Livable City

I’m twitching. I just pored over some one hundred pages of the Economist’s assiduously researched rankings of the world’s most livable cities. Phheww!

And I can’t believe the venerable Economist’s venerable ranks us 56th in livability out of 140 world cities. It turns out that Detroit (ranking 40) and Cleveland (ranking 44) and Chicago (ranking 32) are better places to live than Manhattan.

Do you seriously believe, as the researchers report, that Detroit has better ethnic restaurants New York? And a world-class city magazine like New York? Furthermore, unlike Detroit’s mayor our Mike Bloomberg’s greeted internationally like a goddamn head of state. And, our museums, including the new MAD (Museum of Arts and Design), just literally next door to me, are enchanting and the best in the world.

The researchers do concede that people might have more money and lead more exciting lives in New York, London or Tokyo, but they claim we face greater challenges in daily living. I disagree.

The generous people at the Economist sent me the Global Livability Survey that explains their rankings. Sort o

Well, it turns out that the first of five categories is “stability”. And according to some of my neighbors and the Economist staff, our prevalence of petty crime is “uncomfortable” (meaning bad). Personally, I almost never worry about petty crime. I was almost mugged in the 70’s when, on 42nd street, a man grabbed my pocketbook. Adrenalin surged. I swerved into traffic, leaving the cowardly would-be thief behind. It’s true that I don’t go into Central Park after dark, but I would behave similarly anywhere.

I can’t believe that in Cleveland, Chicago and Detroit– a tough city– researchers claim there is less petty crime than here.

I take issue with the Economist Intelligence Unit’s view that our threat in New York of civil unrest is merely “tolerable” (not the highest ranking, which is “acceptable”). By contrast, oddly, the threat of civil unrest in Detroit, Cleveland and Chicago is not an issue, and ranked “acceptable.”

Call me crazy, but I always hear foreign languages in the street and give interesting tourists directions to Niketown. Why, then, is New York rated merely “tolerable” when it comes to tourists’ view of our climate?

I protest one obvious survey flaw. For some cryptic reason, Chicago, bitter cold and windy (“the windy city”), is ranked ahead of us by travelers for climate. I bet Detroit and Cleveland, also ranked ahead of us, don’t get our throngs of tourists.

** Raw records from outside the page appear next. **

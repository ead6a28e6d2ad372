use crate::api::models::{FundsResponse, TokenPair};
use crate::session::SessionStore;
use crate::types::{CatalogAsset, NewTransaction, Transaction, UserAsset, UserProfile};
use crate::validation::{validate_login, ProfileUpdate, ResetPasswordRequest, SignupForm};
use anyhow::{bail, Context, Result};
use reqwest::multipart::Form;
use reqwest::{Client, StatusCode};
use rust_decimal::Decimal;
use serde::de::DeserializeOwned;
use std::sync::Arc;

/// REST client for the application backend. Authenticated reads degrade to a
/// safe default: a 401 discards the cached user, any other failure is logged,
/// and the caller gets an empty/zero value. Writes surface their error.
/// Nothing is retried.
#[derive(Clone)]
pub struct BackendClient {
    base_url: String,
    client: Client,
    session: Arc<SessionStore>,
}

impl BackendClient {
    pub fn new(base_url: &str, session: Arc<SessionStore>) -> Self {
        Self {
            base_url: base_url.trim_end_matches('/').to_string(),
            client: Client::new(),
            session,
        }
    }

    fn url(&self, path: &str) -> String {
        format!("{}{}", self.base_url, path)
    }

    // --- auth -----------------------------------------------------------

    /// `POST /login`. Field validation runs first; an invalid form never
    /// reaches the network.
    pub async fn login(&self, username: &str, password: &str) -> Result<TokenPair> {
        validate_login(username, password)?;

        let resp = self
            .client
            .post(self.url("/login"))
            .json(&serde_json::json!({ "username": username, "password": password }))
            .send()
            .await
            .context("login request failed")?;

        if !resp.status().is_success() {
            bail!("Failed to log in: Wrong username or password.");
        }
        resp.json().await.context("decode login response")
    }

    /// `POST /signup` (multipart). The profile picture is uploaded to the
    /// image host beforehand; only its URL travels here.
    pub async fn signup(&self, form: &SignupForm) -> Result<TokenPair> {
        let mut multipart = Form::new()
            .text("username", form.username.clone())
            .text("email", form.email.clone())
            .text("first_name", form.first_name.clone())
            .text("last_name", form.last_name.clone())
            .text("phone_number", form.phone_number.clone())
            .text("password", form.password.clone());
        if let Some(country) = &form.country {
            multipart = multipart.text("country", country.clone());
        }
        if let Some(birth_date) = form.birth_date {
            multipart = multipart.text("birth_date", birth_date.format("%Y-%m-%d").to_string());
        }
        if let Some(picture) = &form.profile_picture {
            multipart = multipart.text("profile_picture", picture.clone());
        }

        let resp = self
            .client
            .post(self.url("/signup"))
            .multipart(multipart)
            .send()
            .await
            .context("signup request failed")?;

        if !resp.status().is_success() {
            let status = resp.status();
            let body = resp.text().await.unwrap_or_default();
            bail!("signup rejected ({status}): {body}");
        }
        resp.json().await.context("decode signup response")
    }

    /// `POST /token/refresh`: exchange the stored refresh token for a new
    /// access/refresh pair and persist both.
    pub async fn refresh_session(&self) -> Result<()> {
        let refresh_token = self
            .session
            .refresh_token()
            .await
            .context("no session to refresh")?;

        let pair: TokenPair = self
            .client
            .post(self.url("/token/refresh"))
            .json(&serde_json::json!({ "refresh_token": refresh_token }))
            .send()
            .await
            .context("token refresh request failed")?
            .error_for_status()
            .context("token refresh rejected")?
            .json()
            .await
            .context("decode token refresh response")?;

        self.session.refresh(pair.access, pair.refresh).await
    }

    pub async fn reset_password(&self, req: &ResetPasswordRequest) -> Result<()> {
        let resp = self
            .client
            .post(self.url("/reset-password"))
            .json(&serde_json::json!({
                "username": req.username,
                "email": req.email,
                "phone_number": req.phone_number,
                "password": req.password,
            }))
            .send()
            .await
            .context("reset-password request failed")?;

        if !resp.status().is_success() {
            let status = resp.status();
            let body = resp.text().await.unwrap_or_default();
            bail!("password reset rejected ({status}): {body}");
        }
        Ok(())
    }

    // --- degrading reads ------------------------------------------------

    /// Authenticated GET that maps 401 (or a missing session) to `None`.
    async fn get_authenticated<T: DeserializeOwned>(&self, path: &str) -> Result<Option<T>> {
        let Some(token) = self.session.access_token().await else {
            return Ok(None);
        };

        let resp = self
            .client
            .get(self.url(path))
            .bearer_auth(token)
            .send()
            .await
            .with_context(|| format!("GET {path} failed"))?;

        if resp.status() == StatusCode::UNAUTHORIZED {
            self.session.discard_user().await;
            return Ok(None);
        }

        let resp = resp
            .error_for_status()
            .with_context(|| format!("GET {path} rejected"))?;
        Ok(Some(resp.json().await.with_context(|| format!("decode {path} response"))?))
    }

    /// `GET /user-funds`, degraded to a zero balance.
    pub async fn funds(&self) -> Decimal {
        match self.get_authenticated::<FundsResponse>("/user-funds").await {
            Ok(Some(f)) => f.amount,
            Ok(None) => Decimal::ZERO,
            Err(e) => {
                tracing::warn!(error = ?e, "failed to fetch user funds");
                Decimal::ZERO
            }
        }
    }

    /// `GET /user-assets`, degraded to an empty list.
    pub async fn user_assets(&self) -> Vec<UserAsset> {
        match self.get_authenticated::<Vec<UserAsset>>("/user-assets").await {
            Ok(Some(assets)) => assets,
            Ok(None) => Vec::new(),
            Err(e) => {
                tracing::warn!(error = ?e, "failed to fetch user assets");
                Vec::new()
            }
        }
    }

    /// `GET /assets`, degraded to an empty list.
    pub async fn asset_catalog(&self) -> Vec<CatalogAsset> {
        match self.get_authenticated::<Vec<CatalogAsset>>("/assets").await {
            Ok(Some(assets)) => assets,
            Ok(None) => Vec::new(),
            Err(e) => {
                tracing::warn!(error = ?e, "failed to fetch asset catalog");
                Vec::new()
            }
        }
    }

    /// `GET /transactions/list`, degraded to an empty list.
    pub async fn transactions(&self) -> Vec<Transaction> {
        match self
            .get_authenticated::<Vec<Transaction>>("/transactions/list")
            .await
        {
            Ok(Some(txs)) => txs,
            Ok(None) => Vec::new(),
            Err(e) => {
                tracing::warn!(error = ?e, "failed to fetch transactions");
                Vec::new()
            }
        }
    }

    /// `GET /user`, degraded to `None`.
    pub async fn fetch_profile(&self) -> Option<UserProfile> {
        match self.get_authenticated::<UserProfile>("/user").await {
            Ok(profile) => profile,
            Err(e) => {
                tracing::warn!(error = ?e, "failed to fetch profile");
                None
            }
        }
    }

    // --- writes ---------------------------------------------------------

    async fn bearer(&self) -> Result<String> {
        self.session
            .access_token()
            .await
            .context("not logged in")
    }

    /// `POST /user-funds`: deposit into the simulated cash balance.
    pub async fn add_funds(&self, amount: Decimal) -> Result<()> {
        let token = self.bearer().await?;
        self.client
            .post(self.url("/user-funds"))
            .bearer_auth(token)
            .json(&serde_json::json!({ "amount": amount }))
            .send()
            .await
            .context("deposit request failed")?
            .error_for_status()
            .context("deposit rejected")?;
        Ok(())
    }

    /// `POST /transactions/create`.
    pub async fn create_transaction(&self, tx: &NewTransaction) -> Result<()> {
        let token = self.bearer().await?;
        self.client
            .post(self.url("/transactions/create"))
            .bearer_auth(token)
            .json(tx)
            .send()
            .await
            .context("transaction request failed")?
            .error_for_status()
            .context("transaction rejected")?;
        Ok(())
    }

    /// `PUT /user` (multipart), fields that are `None` are left untouched.
    pub async fn update_profile(&self, update: &ProfileUpdate) -> Result<()> {
        let token = self.bearer().await?;

        let mut multipart = Form::new();
        for (field, value) in [
            ("email", &update.email),
            ("first_name", &update.first_name),
            ("last_name", &update.last_name),
            ("country", &update.country),
            ("phone_number", &update.phone_number),
            ("profile_picture", &update.profile_picture),
        ] {
            if let Some(value) = value {
                multipart = multipart.text(field, value.clone());
            }
        }
        if let Some(birth_date) = update.birth_date {
            multipart = multipart.text("birth_date", birth_date.format("%Y-%m-%d").to_string());
        }

        self.client
            .put(self.url("/user"))
            .bearer_auth(token)
            .multipart(multipart)
            .send()
            .await
            .context("profile update request failed")?
            .error_for_status()
            .context("profile update rejected")?;
        Ok(())
    }
}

One of the main reasons I moved to the greatest city in the world is great public transportation. But the Economist ranks us as merely “tolerable” for public transportation. I’ve been to Cleveland twice and am perplexed that their public transportation is supposedly better than ours. And why is our road network merely “tolerable” when Cleveland achieves the top ranking “acceptable?”

According to the Brits, quality housing is “acceptable” in Detroit and Chicago, but here it’s only “tolerable.”

Okay, we get a condescending pat on the back when it comes to culture. In Detroit and Cleveland, it’s only “tolerable,” but we’re tied with Chicago with an “acceptable” ranking.

One great reason to have a billionaire Mayor is that he’s not exactly susceptible to bribes. Nonetheless, under the ranking “Cultural hardship: corruption” we receive a ranking of merely “tolerable” as does Detroit. Apparently, there is less corruption in Chicago and Cleveland. Should I blame Wall Street? I do relish Bill Maher’s query: when are we gonna start killing bankers?

I love the hustle and bustle of people in our crowded city streets. A whole other survey revealed that 68% of us have overheard a neighbor having sex. I don’t know about you but I’d much rather overhear or gawk at fascinating pieces of people’s lives than live in the woods anytime.